=== Begin Enclosure ===
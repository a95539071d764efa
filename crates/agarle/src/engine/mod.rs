//! Simulation engine.
//!
//! The engine exclusively owns the [`GameState`]. One call to
//! [`Engine::tick`] runs a whole tick; nothing outside the engine can observe
//! a partially applied one.

mod actions;
mod movement;
mod resolve;

use std::sync::atomic::{AtomicU32, Ordering};

use glam::Vec2;
use rand::SeedableRng;
use rand::rngs::StdRng;
use tracing::{debug, info, warn};

use crate::action::Action;
use crate::collision::mass_to_size;
use crate::config::Config;
use crate::entity::{Cell, EntityId, Food, Pellet, Pid, Player, Virus};
use crate::error::{EnvError, Result};
use crate::spatial::SpatialGrid;
use crate::world::{GameState, GameView, WorldBorder, random_color};

/// Player ids are unique for the lifetime of the process.
static NEXT_PID: AtomicU32 = AtomicU32::new(1);

fn next_pid() -> Pid {
    NEXT_PID.fetch_add(1, Ordering::Relaxed)
}

/// Per-episode entity id counter, shared by every entity category.
#[derive(Debug, Clone)]
pub(crate) struct IdAllocator {
    next_node_id: EntityId,
}

impl IdAllocator {
    fn new() -> Self {
        Self { next_node_id: 1 }
    }

    pub(crate) fn next_id(&mut self) -> EntityId {
        let id = self.next_node_id;
        self.next_node_id = self.next_node_id.wrapping_add(1);
        if self.next_node_id == 0 {
            self.next_node_id = 1; // Skip 0
        }
        id
    }
}

/// Counters accumulated since the last reset.
#[derive(Debug, Clone, Copy, Default, PartialEq)]
pub struct TickStats {
    pub pellets_eaten: u64,
    pub foods_eaten: u64,
    pub cells_eaten: u64,
    pub merges: u64,
    pub virus_pops: u64,
    pub viruses_fed: u64,
    pub splits: u64,
    pub feeds: u64,
    pub deaths: u64,
    pub respawns: u64,
    /// Mass added by pellet and virus regeneration.
    pub mass_regenerated: f32,
    /// Mass added by respawning players.
    pub mass_respawned: f32,
    /// Mass removed by the max-mass ceiling.
    pub mass_clamped: f32,
}

impl TickStats {
    /// Net mass injected into the world.
    pub fn mass_injected(&self) -> f32 {
        self.mass_regenerated + self.mass_respawned - self.mass_clamped
    }

    /// Counters accumulated after `earlier` was taken.
    pub fn since(&self, earlier: &TickStats) -> TickStats {
        TickStats {
            pellets_eaten: self.pellets_eaten - earlier.pellets_eaten,
            foods_eaten: self.foods_eaten - earlier.foods_eaten,
            cells_eaten: self.cells_eaten - earlier.cells_eaten,
            merges: self.merges - earlier.merges,
            virus_pops: self.virus_pops - earlier.virus_pops,
            viruses_fed: self.viruses_fed - earlier.viruses_fed,
            splits: self.splits - earlier.splits,
            feeds: self.feeds - earlier.feeds,
            deaths: self.deaths - earlier.deaths,
            respawns: self.respawns - earlier.respawns,
            mass_regenerated: self.mass_regenerated - earlier.mass_regenerated,
            mass_respawned: self.mass_respawned - earlier.mass_respawned,
            mass_clamped: self.mass_clamped - earlier.mass_clamped,
        }
    }
}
=== End Enclosure ===
> What you will do: This task calls for the material above to be duplicated verbatim.

> Answer to the problem:
repository a95539071d764efa
filename crates/agarle/src/engine/mod.rs
//! Simulation engine.
//!
//! The engine exclusively owns the [`GameState`]. One call to
//! [`Engine::tick`] runs a whole tick; nothing outside the engine can observe
//! a partially applied one.

mod actions;
mod movement;
mod resolve;

use std::sync::atomic::{AtomicU32, Ordering};

use glam::Vec2;
use rand::SeedableRng;
use rand::rngs::StdRng;
use tracing::{debug, info, warn};

use crate::action::Action;
use crate::collision::mass_to_size;
use crate::config::Config;
use crate::entity::{Cell, EntityId, Food, Pellet, Pid, Player, Virus};
use crate::error::{EnvError, Result};
use crate::spatial::SpatialGrid;
use crate::world::{GameState, GameView, WorldBorder, random_color};

/// Player ids are unique for the lifetime of the process.
static NEXT_PID: AtomicU32 = AtomicU32::new(1);

fn next_pid() -> Pid {
    NEXT_PID.fetch_add(1, Ordering::Relaxed)
}

/// Per-episode entity id counter, shared by every entity category.
#[derive(Debug, Clone)]
pub(crate) struct IdAllocator {
    next_node_id: EntityId,
}

impl IdAllocator {
    fn new() -> Self {
        Self { next_node_id: 1 }
    }

    pub(crate) fn next_id(&mut self) -> EntityId {
        let id = self.next_node_id;
        self.next_node_id = self.next_node_id.wrapping_add(1);
        if self.next_node_id == 0 {
            self.next_node_id = 1; // Skip 0
        }
        id
    }
}

/// Counters accumulated since the last reset.
#[derive(Debug, Clone, Copy, Default, PartialEq)]
pub struct TickStats {
    pub pellets_eaten: u64,
    pub foods_eaten: u64,
    pub cells_eaten: u64,
    pub merges: u64,
    pub virus_pops: u64,
    pub viruses_fed: u64,
    pub splits: u64,
    pub feeds: u64,
    pub deaths: u64,
    pub respawns: u64,
    /// Mass added by pellet and virus regeneration.
    pub mass_regenerated: f32,
    /// Mass added by respawning players.
    pub mass_respawned: f32,
    /// Mass removed by the max-mass ceiling.
    pub mass_clamped: f32,
}

impl TickStats {
    /// Net mass injected into the world.
    pub fn mass_injected(&self) -> f32 {
        self.mass_regenerated + self.mass_respawned - self.mass_clamped
    }

    /// Counters accumulated after `earlier` was taken.
    pub fn since(&self, earlier: &TickStats) -> TickStats {
        TickStats {
            pellets_eaten: self.pellets_eaten - earlier.pellets_eaten,
            foods_eaten: self.foods_eaten - earlier.foods_eaten,
            cells_eaten: self.cells_eaten - earlier.cells_eaten,
            merges: self.merges - earlier.merges,
            virus_pops: self.virus_pops - earlier.virus_pops,
            viruses_fed: self.viruses_fed - earlier.viruses_fed,
            splits: self.splits - earlier.splits,
            feeds: self.feeds - earlier.feeds,
            deaths: self.deaths - earlier.deaths,
            respawns: self.respawns - earlier.respawns,
            mass_regenerated: self.mass_regenerated - earlier.mass_regenerated,
            mass_respawned: self.mass_respawned - earlier.mass_respawned,
            mass_clamped: self.mass_clamped - earlier.mass_clamped,
        }
    }
}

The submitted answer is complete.